If I use the CREATE to create the node and relationship, it will work but this will miss the ability of finding two movies which has the same actor. The total number of nodes will be created is about 30,000 nodes, many of them are definitely duplicated.

So I believe the problem is due to the usage of Merge and FOREACH together. Looks like the MERGE will have to search through these 30,000 nodes and raised this error. Is there any way we can solve this problem? Thank you so much for helping.

Or whether I should try to CREATE the nodes first and the merge the cast nodes with the same name attributes?

david_allen · July 25, 2021, 7:15pm

If you're loading the data with LOAD CSV and you're having troubles with the heap the first thing to do is to use a smaller batch size, with USING PERIODIC COMMIT

I doubt the out of heap error is related to the FOREACH, but for completeness sake, it'd be worth posting your full query if I've got something wrong, there may be something else that's causing an issue.
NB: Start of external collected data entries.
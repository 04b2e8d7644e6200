//! Contract configuration.

use crate::builder::BuildError;
use crate::history::TimestampFormat;
use serde::{Deserialize, Serialize};

/// Owner written into every newly created record unless configured otherwise.
pub const DEFAULT_MANUFACTURER: &str = "Manufacturer";

/// What `create` does when the chassis number already has a record.
#[derive(Clone, Copy, Debug, Default, PartialEq, Eq, Serialize, Deserialize)]
#[serde(rename_all = "snake_case")]
pub enum CreatePolicy {
    /// Write a fresh `New` version over the existing one.
    #[default]
    Overwrite,
    /// Fail with `AlreadyExists`.
    Reject,
}

/// Settings shared by the engine and the history reader.
///
/// Loadable from JSON; missing fields take their defaults.
///
/// ```
/// use vlm::config::{CreatePolicy, EngineConfig};
///
/// let config = EngineConfig::from_json(r#"{"manufacturer":"Maruti","create_policy":"reject"}"#).unwrap();
/// assert_eq!(config.manufacturer, "Maruti");
/// assert_eq!(config.create_policy, CreatePolicy::Reject);
/// ```
#[derive(Clone, Debug, PartialEq, Eq, Serialize, Deserialize)]
#[serde(default)]
pub struct EngineConfig {
    pub manufacturer: String,
    pub create_policy: CreatePolicy,
    pub timestamp_format: TimestampFormat,
}

impl Default for EngineConfig {
    fn default() -> Self {
        Self {
            manufacturer: DEFAULT_MANUFACTURER.to_string(),
            create_policy: CreatePolicy::default(),
            timestamp_format: TimestampFormat::default(),
        }
    }
}

impl EngineConfig {
    pub fn from_json(json: &str) -> Result<Self, BuildError> {
        let config: Self =
            serde_json::from_str(json).map_err(|e| BuildError::InvalidConfig(e.to_string()))?;
        config.validate()?;
        Ok(config)
    }

    pub fn validate(&self) -> Result<(), BuildError> {
        if self.manufacturer.trim().is_empty() {
            return Err(BuildError::EmptyManufacturer);
        }
        Ok(())
    }
}

#[cfg(test)]
mod tests {
    use super::*;

    #[test]
    fn defaults_match_deployed_behavior() {
        let config = EngineConfig::default();

        assert_eq!(config.manufacturer, DEFAULT_MANUFACTURER);
        assert_eq!(config.create_policy, CreatePolicy::Overwrite);
        assert_eq!(config.timestamp_format, TimestampFormat::Ledger);
    }

    #[test]
    fn empty_json_is_default() {
        assert_eq!(EngineConfig::from_json("{}").unwrap(), EngineConfig::default());
    }

    #[test]
    fn blank_manufacturer_is_rejected() {
        let err = EngineConfig::from_json(r#"{"manufacturer":"  "}"#).unwrap_err();
        assert!(matches!(err, BuildError::EmptyManufacturer));
    }

    #[test]
    fn malformed_json_is_rejected() {
        let err = EngineConfig::from_json(r#"{"create_policy":"sometimes"}"#).unwrap_err();
        assert!(matches!(err, BuildError::InvalidConfig(_)));
    }

    #[test]
    fn config_roundtrips_through_json() {
        let config = EngineConfig {
            manufacturer: "Maruti".to_string(),
            create_policy: CreatePolicy::Reject,
            timestamp_format: TimestampFormat::EpochMillis,
        };
        let json = serde_json::to_string(&config).unwrap();
        assert_eq!(EngineConfig::from_json(&json).unwrap(), config);
    }
}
You might also try to prefix your query with EXPLAIN to see if you can spot any issues

dannyfan558 · July 26, 2021, 5:10am

Thank you so much for replying.
The full query is below:

MATCH (n) DETACH DELETE n;
LOAD CSV WITH HEADERS FROM 'file:///netflix_movie.csv' AS row

MERGE (a:movie {name:row.id,title:row.title})
MERGE (e:duration {name:row.duration})
MERGE (a) -[:duration]->(e)
MERGE (f:available {time:coalesce(row.available_date,1000)})
MERGE (a) -[:available_date]->(f)
MERGE (g:parent_control {name:row.parent_control})
MERGE (a) -[:parent_control]->(g)
MERGE (h:production_detial {name:coalesce(row.production_detail,1)})
MERGE (a) -[:production_detail]->(h)
WITH

row.id as id_1,
row.title as title_1,

split(replace(replace(replace (row.cast,'[',''),"'",''),']',''),',') AS q1,
split(replace(replace(replace (row.genre,'[',''),"'",''),']',''),',') AS r1,
split(replace(replace(replace (row.director,'[',''),"'",''),']',''),',') AS s1,
split(replace(replace(replace (row.language,'[',''),"'",''),']',''),',') AS t1,
split(replace(replace(replace (row.audio_description,'[',''),"'",''),']',''),',') AS u1,
split(replace(replace(replace (row.subtitle,'[',''),"'",''),']',''),',') AS v1,
split(replace(replace(replace (row.rating,'{',''),"'",''),'}',''),',') AS w1

//FOREACH (x IN r1 | MERGE (b:genre {name:x}),MERGE (a) -[:genre]->(b))
MERGE (a:movie {name:id_1,title:title_1})
FOREACH (x IN r1 |
MERGE (b:genre {name:x})
MERGE (b) <-[:genre]-(a))

FOREACH (x IN q1 | // where probelm occur. If I delete this three lines
MERGE (c:cast {name:x}) // for the cast nodes and its realtion ship. All the
MERGE (a) -[:cast]->(c)) // other querys works.

FOREACH (x IN s1 |
MERGE (d:director {name:x})
MERGE (a) -[:director]-> (d))

FOREACH (x IN t1 |
MERGE (i:lanaguage {name:x})
MERGE (a) -[:language]-> (i))

FOREACH (x IN u1 |
MERGE (j:audio {name:x})
MERGE (a) -[:audio]-> (j))

FOREACH (x IN v1 |
MERGE (k:subtitle {name:x})
MERGE (a) -[:subtitle]-> (k))

FOREACH (x IN w1 |
MERGE (l:rating {name:split(x,':')[0],rate:coalesce(split(x,':')[1],'no rate')})
MERGE (a) -[:rate]-> (l))

dannyfan558 · July 26, 2021, 5:14am

Thank you so much for replying!
I have tried to use the periodic committ as you suggested. but the same error still raised.
I have posted the full query code below.

david_allen · July 26, 2021, 2:19pm

Which periodic commit setting did you use? I don't see it in your code. Additionally, what does your input data look like?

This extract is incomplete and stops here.